Mais de 400 famílias sem casa
Acusações à parte, esta semana, quando passaram 415 dias da tragédia de outubro, o MAAVIM entregou um documento na Comissão de Agricultura e do Mar da Assembleia da República – que tutela os incêndios de 2017 – para alertar para o facto de as populações afetadas continuarem a precisar «de ajuda urgente do país e dos apoios aprovados em Assembleia da República» e assinalando que é urgente «a sua aplicação».
Além de denunciar que existem mais de 400 famílias sem casa, das mais de 2000 habitações permanentes ardidas, a associação dá também conta de que há casas de segunda e terceira habitação que estão a ser reconstruídas como se se tratassem de primeira habitação.
Além das habitações, a associação lamenta também que outras infraestruturas e património ainda não tenham sido «alvo de preocupação» e que a região pareça «acabada de sair de uma guerra», existindo estradas, pontes e edifícios «em derrocada e total abandono, colocando em causa a segurança pública».

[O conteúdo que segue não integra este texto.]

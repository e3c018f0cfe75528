//! The windowed multi-channel chart view.
//!
//! One trace per pad channel plus the threshold trace, plotted against
//! seconds-ago over the app's time window, with a per-channel gauge strip
//! underneath.

use std::time::Instant;

use padwatch_monitor::{TimestampedReading, CHANNELS};
use ratatui::{
    layout::{Constraint, Layout, Rect},
    style::{Modifier, Style},
    symbols,
    text::{Line, Span},
    widgets::{Axis, Block, Borders, Chart, Dataset, GraphType, Paragraph},
    Frame,
};

use crate::app::{App, SeriesMode};

/// Render the chart view into `area`.
pub fn render(frame: &mut Frame, app: &App, area: Rect) {
    let chunks = Layout::vertical([Constraint::Min(8), Constraint::Length(3)]).split(area);
    render_chart(frame, app, chunks[0]);
    render_gauges(frame, app, chunks[1]);
}

fn render_chart(frame: &mut Frame, app: &App, area: Rect) {
    let now = Instant::now();
    let window_secs = app.window.as_secs_f64();

    let series = channel_series(&app.entries, app.series, now);
    let threshold = threshold_series(&app.entries, now);

    let mut datasets: Vec<Dataset> = series
        .iter()
        .enumerate()
        .map(|(i, points)| {
            Dataset::default()
                .name(format!("ch{i}"))
                .marker(symbols::Marker::Braille)
                .graph_type(GraphType::Line)
                .style(app.theme.channel_style(i))
                .data(points)
        })
        .collect();
    datasets.push(
        Dataset::default()
            .name("thresh")
            .marker(symbols::Marker::Dot)
            .graph_type(GraphType::Line)
            .style(Style::default().fg(app.theme.threshold))
            .data(&threshold),
    );

    let (y_min, y_max) = y_bounds(&series, &threshold);

    let x_labels = vec![
        Span::raw(format!("-{window_secs:.0}s")),
        Span::raw(format!("-{:.0}s", window_secs / 2.0)),
        Span::raw("now".to_string()),
    ];
    let y_labels = vec![
        Span::raw(format!("{y_min:.1}")),
        Span::raw(format!("{:.1}", (y_min + y_max) / 2.0)),
        Span::raw(format!("{y_max:.1}")),
    ];

    let chart = Chart::new(datasets)
        .block(
            Block::default()
                .title(format!(" {} ", app.series.label()))
                .borders(Borders::ALL)
                .border_type(app.theme.border_type)
                .border_style(Style::default().fg(app.theme.border)),
        )
        .x_axis(
            Axis::default()
                .title("seconds ago")
                .style(Style::default().fg(app.theme.border))
                .bounds([-window_secs, 0.0])
                .labels(x_labels),
        )
        .y_axis(
            Axis::default()
                .style(Style::default().fg(app.theme.border))
                .bounds([y_min, y_max])
                .labels(y_labels),
        );

    frame.render_widget(chart, area);
}

/// One (seconds-ago, value) series per channel.
fn channel_series(
    entries: &[TimestampedReading],
    mode: SeriesMode,
    now: Instant,
) -> Vec<Vec<(f64, f64)>> {
    (0..CHANNELS)
        .map(|ch| {
            entries
                .iter()
                .map(|e| {
                    let age = now.saturating_duration_since(e.timestamp).as_secs_f64();
                    let value = match mode {
                        SeriesMode::Sensor => e.reading.sensor[ch],
                        SeriesMode::Raw => e.reading.raw[ch] as f64,
                    };
                    (-age, value)
                })
                .collect()
        })
        .collect()
}

fn threshold_series(entries: &[TimestampedReading], now: Instant) -> Vec<(f64, f64)> {
    entries
        .iter()
        .map(|e| {
            let age = now.saturating_duration_since(e.timestamp).as_secs_f64();
            (-age, e.reading.threshold)
        })
        .collect()
}

/// Y bounds covering every plotted point with a little headroom.
fn y_bounds(series: &[Vec<(f64, f64)>], threshold: &[(f64, f64)]) -> (f64, f64) {
    let values = series
        .iter()
        .flatten()
        .chain(threshold.iter())
        .map(|&(_, y)| y);

    let mut min = f64::INFINITY;
    let mut max = f64::NEG_INFINITY;
    for value in values {
        min = min.min(value);
        max = max.max(value);
    }
    if !min.is_finite() || !max.is_finite() {
        return (0.0, 1.0);
    }

    let pad = ((max - min) * 0.1).max(0.1);
    ((min - pad).min(0.0), max + pad)
}

/// Per-channel gauge strip: raw count and key state at the latest reading.
fn render_gauges(frame: &mut Frame, app: &App, area: Rect) {
    let block = Block::default()
        .title(" channels ")
        .borders(Borders::ALL)
        .border_type(app.theme.border_type)
        .border_style(Style::default().fg(app.theme.border));

    let line = match app.latest() {
        Some(entry) => {
            let mut spans = Vec::with_capacity(CHANNELS * 2);
            for ch in 0..CHANNELS {
                let mut style = app.theme.channel_style(ch);
                if entry.reading.keys[ch] {
                    style = style.add_modifier(Modifier::REVERSED | Modifier::BOLD);
                }
                spans.push(Span::styled(
                    format!(" ch{ch} {:4} {}", entry.reading.raw[ch], key_glyph(entry, ch)),
                    style,
                ));
                spans.push(Span::raw("  "));
            }
            Line::from(spans)
        }
        None => Line::from(Span::styled(
            " waiting for frames... ",
            Style::default().add_modifier(Modifier::DIM),
        )),
    };

    frame.render_widget(Paragraph::new(line).block(block), area);
}

fn key_glyph(entry: &TimestampedReading, channel: usize) -> char {
    if entry.reading.keys[channel] {
        '▮'
    } else {
        '▯'
    }
}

O documento assinala ainda as dificuldades com que a indústria, a agricultura e a floresta se debatem – as pragas, por exemplo, «estão a matar a pouca fauna e floresta» que foi poupada ao fogo. Por fim, o presidente da MAAVIM queixa-se de que, ao contrário das vítimas de Pedrógão, que têm até 2 de janeiro para fazer o pedido de condição de vítima, os pedidos das vítimas dos incêndios de outubro não estão a ser aceites pela Comissão para Avaliação dos Pedidos de Indemnização (CPAPI).
De resto, a associação revela que, segundo dados da Comissão de Coordenação e Desenvolvimento Regional do Centro de 29 de novembro, a entidade tinha recebido 1311 pedidos de apoio, 834 dos quais foram enquadrados no Programa de Apoio à Recuperação de Habitação Permanente. Desses, apenas 377 habitações já foram reconstruídas.